I say “boiler” but actually the Sureway Heating operative I spoke to on the telephone rather tartly informed me that what I actually have is a water heater not a boiler.

Whatever it is the damn things is haunted or possessed or has had a section of its metallic intestines pulled through into an inter-dimensional wormhole because it is just not functioning as it should.

In fact it isn’t even functioning as the laws of physics say it should and, you have to admit, it’s got to have a hefty demon on its shoulders to mess with Professor Brian Cox.

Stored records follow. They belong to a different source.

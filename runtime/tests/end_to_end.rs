//! End-to-end scenarios over the wired-up `DispatchCore`: §8 scenarios
//! S1 (basic turn), S2 (5:1 distribution), S6 (memory trigger cadence), and
//! the shutdown-liveness invariant.

use dispatch_runtime::config::{Config, Credentials, LaneConfig};
use dispatch_runtime::llm::test_double::ScriptedLlmClient;
use dispatch_runtime::store::InMemoryStore;
use dispatch_runtime::types::Mode;
use dispatch_runtime::DispatchCore;
use std::sync::Arc;
use std::time::Duration;

fn fast_config() -> Config {
    Config {
        chat_lane: LaneConfig {
            rpm: 6000,
            capacity: 1000,
            timeout: Duration::from_secs(30),
        },
        memory_lane: LaneConfig {
            rpm: 6000,
            capacity: 1000,
            timeout: Duration::from_secs(30),
        },
        worker_pool_size: 32,
        credentials: Credentials {
            main_api_key: "main".into(),
            backup_api_key: "backup".into(),
            memory_api_key: None,
        },
        max_history_rounds: 3,
        memory_trigger_every_n_turns: 3,
        embedding_dim: 8,
    }
}

#[tokio::test]
async fn s1_basic_turn_produces_one_release_and_two_history_entries() {
    let config = fast_config();
    let llm = Arc::new(ScriptedLlmClient::new(config.embedding_dim));
    llm.chat_replies.lock().push("hi back".to_string());
    let store = Arc::new(InMemoryStore::new());
    let core = DispatchCore::new(&config, llm, store);
    core.start();

    let reply = core.chat("u1", "hi").await.unwrap();
    assert_eq!(reply, "hi back");

    let stats = core.dispatcher.stats();
    assert_eq!(stats.chat_lane.released, 1);

    let messages = core.history.get("u1").await.unwrap();
    assert_eq!(messages.len(), 2);

    core.stop().await;
}

#[tokio::test]
async fn s2_twelve_turns_follow_the_five_to_one_pattern() {
    let config = fast_config();
    let llm = Arc::new(ScriptedLlmClient::new(config.embedding_dim));
    for _ in 0..12 {
        llm.chat_replies.lock().push("ack".to_string());
    }
    let store = Arc::new(InMemoryStore::new());
    let core = DispatchCore::new(&config, llm, store);
    core.start();

    for i in 0..12 {
        let user_id = format!("user-{i}");
        core.chat(&user_id, "hello").await.unwrap();
    }

    let stats = core.dispatcher.stats();
    let main = stats
        .credentials
        .get(&dispatch_runtime::CredentialKind::Main)
        .cloned()
        .unwrap_or_default();
    let backup = stats
        .credentials
        .get(&dispatch_runtime::CredentialKind::Backup)
        .cloned()
        .unwrap_or_default();
    assert_eq!(main.total_calls, 10);
    assert_eq!(backup.total_calls, 2);

    core.stop().await;
}

#[tokio::test]
async fn s6_nine_turns_spawn_exactly_three_memory_jobs() {
    let config = fast_config();
    let llm = Arc::new(ScriptedLlmClient::new(config.embedding_dim));
    for _ in 0..9 {
        llm.chat_replies.lock().push("ack".to_string());
    }
    let store = Arc::new(InMemoryStore::new());
    let core = DispatchCore::new(&config, llm.clone(), store);
    core.start();

    for _ in 0..9 {
        core.chat("u1", "tell me more").await.unwrap();
    }
    tokio::time::sleep(Duration::from_millis(100)).await;

    // 9 user-turn chat calls + 3 memory-extraction chat calls = 12.
    assert_eq!(
        llm.chat_calls.load(std::sync::atomic::Ordering::SeqCst),
        12
    );
    assert_eq!(llm.embedding_call_count(), 3);

    core.stop().await;
}

#[tokio::test]
async fn shutdown_resolves_outstanding_admissions_promptly() {
    let config = fast_config();
    let llm = Arc::new(ScriptedLlmClient::new(config.embedding_dim));
    llm.chat_replies.lock().push("reply".to_string());
    let store = Arc::new(InMemoryStore::new());
    let core = DispatchCore::new(&config, llm, store);
    core.start();

    let dispatcher = core.dispatcher.clone();
    let in_flight = tokio::spawn(async move {
        dispatcher
            .run_chat(
                vec![dispatch_runtime::conversation::ConversationMessage::user("hi")],
                None,
            )
            .await
    });
    tokio::time::sleep(Duration::from_millis(5)).await;

    core.stop().await;
    let result = in_flight.await.unwrap();
    assert!(result.is_ok() || matches!(result, Err(dispatch_runtime::DispatchError::ShuttingDown)));

    let err = core
        .dispatcher
        .run_chat(
            vec![dispatch_runtime::conversation::ConversationMessage::user("too late")],
            None,
        )
        .await
        .unwrap_err();
    assert!(matches!(err, dispatch_runtime::DispatchError::ShuttingDown));
}

#[tokio::test]
async fn eval_mode_does_not_touch_chat_trigger_cadence() {
    let config = fast_config();
    let llm = Arc::new(ScriptedLlmClient::new(config.embedding_dim));
    for _ in 0..3 {
        llm.chat_replies.lock().push("eval".to_string());
    }
    let store = Arc::new(InMemoryStore::new());
    let core = DispatchCore::new(&config, llm.clone(), store);
    core.start();

    for _ in 0..3 {
        core.agent
            .run("u1", "grade this", None, None, Mode::Eval)
            .await
            .unwrap();
    }
    tokio::time::sleep(Duration::from_millis(50)).await;

    // Eval turns are never counted by the hook (only the `chat()` convenience
    // path calls `maybe_spawn`), so no memory job should have run.
    assert_eq!(llm.embedding_call_count(), 0);

    core.stop().await;
}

Now, I’m no heating / plumbing engineer, but I know that basically what I have in the bathroom is a big heater thing that heats up the hot water passing through it and then transports it to various outlets around the house via a couple of pipes. We don’t have many outlets. Just two sets in the bathroom and one set downstairs. I live in a 3 bedroomed semi not Longleat House after all.

So. In simple terms:

Heater >> short expanse of pipework >> taps.

An elegant little flowchart. Not much room for error.

And yet things are not right.

We have hot water upstairs. The pilot light is on. The water heater blazes inside like a miniature furnace whenever the hot taps are turned to the full-on position.

But we have no hot water downstairs. None at all. The hot tap is turned on, the heater blazes, water gushes through the pipes but it ain’t (even half) hot (mum). It’s stone cold.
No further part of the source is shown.